►
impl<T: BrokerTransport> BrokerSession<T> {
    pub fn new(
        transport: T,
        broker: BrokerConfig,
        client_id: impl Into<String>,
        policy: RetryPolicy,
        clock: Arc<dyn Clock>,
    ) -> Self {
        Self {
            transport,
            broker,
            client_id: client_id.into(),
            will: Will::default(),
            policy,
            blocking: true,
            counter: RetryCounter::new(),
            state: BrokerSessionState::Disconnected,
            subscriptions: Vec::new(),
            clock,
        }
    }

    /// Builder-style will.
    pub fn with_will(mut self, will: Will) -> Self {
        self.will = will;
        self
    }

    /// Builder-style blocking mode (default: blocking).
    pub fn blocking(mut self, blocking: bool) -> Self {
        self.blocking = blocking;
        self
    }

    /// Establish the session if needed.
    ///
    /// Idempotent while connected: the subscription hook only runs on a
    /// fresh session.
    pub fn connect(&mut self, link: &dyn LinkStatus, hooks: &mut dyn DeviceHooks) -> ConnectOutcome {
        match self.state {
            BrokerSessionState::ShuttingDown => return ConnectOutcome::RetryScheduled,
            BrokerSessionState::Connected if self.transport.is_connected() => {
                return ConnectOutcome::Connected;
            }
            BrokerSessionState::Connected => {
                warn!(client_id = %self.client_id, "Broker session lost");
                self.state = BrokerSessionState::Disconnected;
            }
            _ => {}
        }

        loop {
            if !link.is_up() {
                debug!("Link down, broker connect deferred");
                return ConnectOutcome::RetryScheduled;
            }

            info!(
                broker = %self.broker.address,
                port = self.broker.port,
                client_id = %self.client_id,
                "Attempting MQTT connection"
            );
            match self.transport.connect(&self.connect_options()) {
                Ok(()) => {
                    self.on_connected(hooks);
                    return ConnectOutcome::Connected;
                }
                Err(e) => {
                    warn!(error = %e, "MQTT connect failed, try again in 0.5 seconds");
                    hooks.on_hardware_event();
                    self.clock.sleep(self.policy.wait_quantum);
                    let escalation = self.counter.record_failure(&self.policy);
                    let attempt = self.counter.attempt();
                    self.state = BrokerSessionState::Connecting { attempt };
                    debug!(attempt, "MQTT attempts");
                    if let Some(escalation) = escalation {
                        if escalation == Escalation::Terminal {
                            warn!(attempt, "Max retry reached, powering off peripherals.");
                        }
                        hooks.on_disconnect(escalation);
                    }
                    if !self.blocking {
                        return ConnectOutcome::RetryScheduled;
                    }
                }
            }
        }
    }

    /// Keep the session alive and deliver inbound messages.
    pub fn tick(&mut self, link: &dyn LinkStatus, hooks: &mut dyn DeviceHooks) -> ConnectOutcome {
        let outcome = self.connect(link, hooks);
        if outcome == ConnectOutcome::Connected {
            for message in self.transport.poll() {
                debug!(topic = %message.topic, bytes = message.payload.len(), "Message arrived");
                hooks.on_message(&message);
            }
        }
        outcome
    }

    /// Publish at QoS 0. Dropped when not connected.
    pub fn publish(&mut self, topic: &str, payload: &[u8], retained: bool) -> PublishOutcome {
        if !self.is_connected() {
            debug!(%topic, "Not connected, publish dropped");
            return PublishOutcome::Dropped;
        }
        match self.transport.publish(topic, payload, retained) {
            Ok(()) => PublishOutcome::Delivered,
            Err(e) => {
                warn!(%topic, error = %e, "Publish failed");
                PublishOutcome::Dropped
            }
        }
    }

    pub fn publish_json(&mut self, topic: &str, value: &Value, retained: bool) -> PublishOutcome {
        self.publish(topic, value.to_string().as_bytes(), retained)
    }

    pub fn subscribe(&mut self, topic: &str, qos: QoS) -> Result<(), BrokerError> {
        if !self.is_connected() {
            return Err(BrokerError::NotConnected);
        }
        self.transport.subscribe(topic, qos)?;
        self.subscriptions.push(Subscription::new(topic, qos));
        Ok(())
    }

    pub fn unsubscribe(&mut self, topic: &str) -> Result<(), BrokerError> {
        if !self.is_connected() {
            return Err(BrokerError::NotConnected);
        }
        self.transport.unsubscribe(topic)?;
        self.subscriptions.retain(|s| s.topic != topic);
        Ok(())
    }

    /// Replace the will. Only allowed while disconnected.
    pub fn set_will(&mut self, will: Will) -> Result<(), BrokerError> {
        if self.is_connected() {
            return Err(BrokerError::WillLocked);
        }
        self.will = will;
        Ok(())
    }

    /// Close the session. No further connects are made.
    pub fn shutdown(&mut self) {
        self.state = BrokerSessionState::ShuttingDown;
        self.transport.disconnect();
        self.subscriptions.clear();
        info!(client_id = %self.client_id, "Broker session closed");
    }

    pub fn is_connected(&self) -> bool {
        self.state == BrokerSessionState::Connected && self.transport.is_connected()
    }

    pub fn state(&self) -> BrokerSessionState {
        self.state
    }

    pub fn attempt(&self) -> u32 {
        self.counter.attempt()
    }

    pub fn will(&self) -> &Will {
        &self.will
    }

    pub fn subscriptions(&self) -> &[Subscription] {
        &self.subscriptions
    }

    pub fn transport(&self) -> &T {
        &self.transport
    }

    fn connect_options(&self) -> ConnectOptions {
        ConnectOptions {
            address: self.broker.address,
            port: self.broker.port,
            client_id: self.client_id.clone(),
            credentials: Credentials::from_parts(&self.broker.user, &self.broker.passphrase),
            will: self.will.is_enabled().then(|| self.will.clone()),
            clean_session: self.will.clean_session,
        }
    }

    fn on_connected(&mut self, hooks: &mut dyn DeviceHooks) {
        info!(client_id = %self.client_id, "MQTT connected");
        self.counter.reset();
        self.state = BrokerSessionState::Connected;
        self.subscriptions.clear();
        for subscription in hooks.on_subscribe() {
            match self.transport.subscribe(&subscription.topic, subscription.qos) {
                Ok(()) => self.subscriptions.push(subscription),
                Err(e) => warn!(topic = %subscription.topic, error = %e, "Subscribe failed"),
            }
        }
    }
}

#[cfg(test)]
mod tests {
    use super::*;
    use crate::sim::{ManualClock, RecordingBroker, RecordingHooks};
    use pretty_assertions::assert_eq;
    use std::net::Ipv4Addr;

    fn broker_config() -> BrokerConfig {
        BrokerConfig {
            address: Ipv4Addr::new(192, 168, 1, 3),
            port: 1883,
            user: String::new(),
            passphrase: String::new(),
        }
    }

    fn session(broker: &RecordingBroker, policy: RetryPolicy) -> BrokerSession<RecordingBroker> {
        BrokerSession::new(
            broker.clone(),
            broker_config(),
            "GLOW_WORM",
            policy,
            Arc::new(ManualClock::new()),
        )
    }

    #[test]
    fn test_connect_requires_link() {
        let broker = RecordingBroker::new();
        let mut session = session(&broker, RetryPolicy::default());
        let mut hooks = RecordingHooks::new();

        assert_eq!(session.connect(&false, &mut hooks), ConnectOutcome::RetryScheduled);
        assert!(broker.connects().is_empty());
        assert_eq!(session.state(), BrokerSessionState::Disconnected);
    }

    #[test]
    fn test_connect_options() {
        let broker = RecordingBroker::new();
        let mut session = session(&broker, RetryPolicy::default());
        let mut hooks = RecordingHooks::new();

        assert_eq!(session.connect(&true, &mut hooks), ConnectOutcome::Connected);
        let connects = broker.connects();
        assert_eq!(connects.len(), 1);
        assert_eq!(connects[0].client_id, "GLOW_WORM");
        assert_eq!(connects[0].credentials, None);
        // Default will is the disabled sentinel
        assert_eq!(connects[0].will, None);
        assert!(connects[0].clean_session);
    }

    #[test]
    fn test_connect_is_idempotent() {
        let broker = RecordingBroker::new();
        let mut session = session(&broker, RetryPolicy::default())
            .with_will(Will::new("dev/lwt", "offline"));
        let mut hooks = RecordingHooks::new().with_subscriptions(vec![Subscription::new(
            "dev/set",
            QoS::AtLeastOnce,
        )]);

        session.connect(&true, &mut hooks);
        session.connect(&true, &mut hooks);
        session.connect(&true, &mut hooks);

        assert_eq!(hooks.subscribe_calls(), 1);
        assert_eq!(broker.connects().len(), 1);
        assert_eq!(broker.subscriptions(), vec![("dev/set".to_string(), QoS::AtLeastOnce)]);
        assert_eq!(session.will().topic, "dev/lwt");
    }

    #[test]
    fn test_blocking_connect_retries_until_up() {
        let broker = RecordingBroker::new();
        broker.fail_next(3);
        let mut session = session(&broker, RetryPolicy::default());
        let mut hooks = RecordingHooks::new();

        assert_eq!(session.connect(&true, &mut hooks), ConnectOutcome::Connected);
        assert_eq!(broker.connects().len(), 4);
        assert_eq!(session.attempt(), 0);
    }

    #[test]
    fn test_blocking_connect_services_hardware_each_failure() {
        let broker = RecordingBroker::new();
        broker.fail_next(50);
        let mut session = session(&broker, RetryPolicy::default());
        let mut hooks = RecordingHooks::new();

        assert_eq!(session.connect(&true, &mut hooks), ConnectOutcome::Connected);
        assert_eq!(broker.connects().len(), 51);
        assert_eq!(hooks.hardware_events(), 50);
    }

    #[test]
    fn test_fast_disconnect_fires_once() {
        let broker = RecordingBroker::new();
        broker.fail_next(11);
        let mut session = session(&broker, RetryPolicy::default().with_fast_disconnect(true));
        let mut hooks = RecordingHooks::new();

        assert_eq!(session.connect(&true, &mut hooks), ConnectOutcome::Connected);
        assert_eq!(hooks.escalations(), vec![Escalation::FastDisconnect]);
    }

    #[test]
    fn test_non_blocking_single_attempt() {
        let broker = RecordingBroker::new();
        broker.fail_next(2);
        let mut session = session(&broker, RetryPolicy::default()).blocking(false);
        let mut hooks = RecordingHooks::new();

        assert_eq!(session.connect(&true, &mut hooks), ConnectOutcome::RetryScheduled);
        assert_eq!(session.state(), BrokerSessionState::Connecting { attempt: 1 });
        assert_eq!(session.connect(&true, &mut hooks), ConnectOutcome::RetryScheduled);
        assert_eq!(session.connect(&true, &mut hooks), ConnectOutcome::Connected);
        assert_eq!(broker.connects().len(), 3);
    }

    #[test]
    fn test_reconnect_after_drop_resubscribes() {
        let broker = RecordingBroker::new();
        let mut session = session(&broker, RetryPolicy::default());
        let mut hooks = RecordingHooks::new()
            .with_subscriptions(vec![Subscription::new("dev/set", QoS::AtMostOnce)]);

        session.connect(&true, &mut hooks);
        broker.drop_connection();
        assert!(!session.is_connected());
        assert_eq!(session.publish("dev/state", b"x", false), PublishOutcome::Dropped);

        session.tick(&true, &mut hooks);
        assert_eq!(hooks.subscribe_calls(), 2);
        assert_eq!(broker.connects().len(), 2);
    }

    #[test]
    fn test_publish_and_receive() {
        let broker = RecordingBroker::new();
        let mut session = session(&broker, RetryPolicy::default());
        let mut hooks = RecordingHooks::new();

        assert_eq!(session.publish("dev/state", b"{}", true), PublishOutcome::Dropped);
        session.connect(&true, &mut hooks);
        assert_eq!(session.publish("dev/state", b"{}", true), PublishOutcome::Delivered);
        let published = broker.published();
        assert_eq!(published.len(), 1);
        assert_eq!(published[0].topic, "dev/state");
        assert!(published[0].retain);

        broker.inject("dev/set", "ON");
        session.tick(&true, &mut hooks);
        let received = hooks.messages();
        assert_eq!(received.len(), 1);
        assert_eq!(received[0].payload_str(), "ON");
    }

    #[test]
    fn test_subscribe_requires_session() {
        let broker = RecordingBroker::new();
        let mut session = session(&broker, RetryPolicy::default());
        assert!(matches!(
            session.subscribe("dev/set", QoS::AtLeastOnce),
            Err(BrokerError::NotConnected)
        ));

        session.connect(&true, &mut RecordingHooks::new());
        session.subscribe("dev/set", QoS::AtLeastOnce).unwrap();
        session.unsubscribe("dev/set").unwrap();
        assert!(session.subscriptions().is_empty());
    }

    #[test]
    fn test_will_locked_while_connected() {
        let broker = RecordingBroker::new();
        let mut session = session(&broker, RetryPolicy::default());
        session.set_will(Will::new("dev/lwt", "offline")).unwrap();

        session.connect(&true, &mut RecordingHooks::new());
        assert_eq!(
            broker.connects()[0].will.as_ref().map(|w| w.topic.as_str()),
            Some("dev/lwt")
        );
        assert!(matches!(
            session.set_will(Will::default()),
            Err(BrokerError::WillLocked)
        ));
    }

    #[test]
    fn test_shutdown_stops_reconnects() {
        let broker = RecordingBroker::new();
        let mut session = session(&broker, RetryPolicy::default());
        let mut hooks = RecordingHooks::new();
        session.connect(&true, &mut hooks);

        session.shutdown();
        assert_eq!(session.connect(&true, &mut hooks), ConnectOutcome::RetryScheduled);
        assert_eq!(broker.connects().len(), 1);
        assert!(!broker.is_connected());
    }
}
◄
►
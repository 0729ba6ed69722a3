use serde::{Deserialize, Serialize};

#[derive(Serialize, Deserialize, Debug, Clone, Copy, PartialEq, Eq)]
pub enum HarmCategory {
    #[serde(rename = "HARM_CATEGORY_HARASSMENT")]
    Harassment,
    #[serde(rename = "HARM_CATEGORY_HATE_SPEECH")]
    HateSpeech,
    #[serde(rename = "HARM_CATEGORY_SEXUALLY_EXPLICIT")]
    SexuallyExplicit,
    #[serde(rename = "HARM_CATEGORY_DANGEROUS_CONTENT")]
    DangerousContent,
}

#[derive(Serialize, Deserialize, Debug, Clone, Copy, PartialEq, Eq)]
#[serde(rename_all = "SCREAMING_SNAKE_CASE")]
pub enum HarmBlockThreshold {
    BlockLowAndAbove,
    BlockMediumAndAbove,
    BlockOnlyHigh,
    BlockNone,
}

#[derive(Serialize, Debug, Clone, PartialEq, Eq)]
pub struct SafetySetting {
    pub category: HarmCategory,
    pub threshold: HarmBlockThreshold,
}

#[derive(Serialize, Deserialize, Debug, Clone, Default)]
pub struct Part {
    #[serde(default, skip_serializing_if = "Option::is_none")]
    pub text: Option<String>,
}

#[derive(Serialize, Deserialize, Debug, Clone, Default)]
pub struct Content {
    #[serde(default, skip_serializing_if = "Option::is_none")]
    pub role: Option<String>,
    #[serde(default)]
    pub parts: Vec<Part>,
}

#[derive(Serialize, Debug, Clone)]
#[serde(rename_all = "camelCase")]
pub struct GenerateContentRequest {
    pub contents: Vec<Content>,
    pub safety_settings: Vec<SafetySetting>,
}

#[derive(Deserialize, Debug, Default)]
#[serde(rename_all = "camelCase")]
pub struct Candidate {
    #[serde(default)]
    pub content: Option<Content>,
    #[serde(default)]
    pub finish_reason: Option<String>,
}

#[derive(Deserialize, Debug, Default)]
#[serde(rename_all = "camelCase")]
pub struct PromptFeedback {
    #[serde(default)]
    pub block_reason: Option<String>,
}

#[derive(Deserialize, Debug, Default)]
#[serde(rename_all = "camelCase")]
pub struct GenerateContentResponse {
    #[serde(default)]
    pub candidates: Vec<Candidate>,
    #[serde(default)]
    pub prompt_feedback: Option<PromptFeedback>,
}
◄
_TASK GOAL_.
Using the records above, work out the number of lines that contain "info" and write only that number.

_SOLUTION_.
3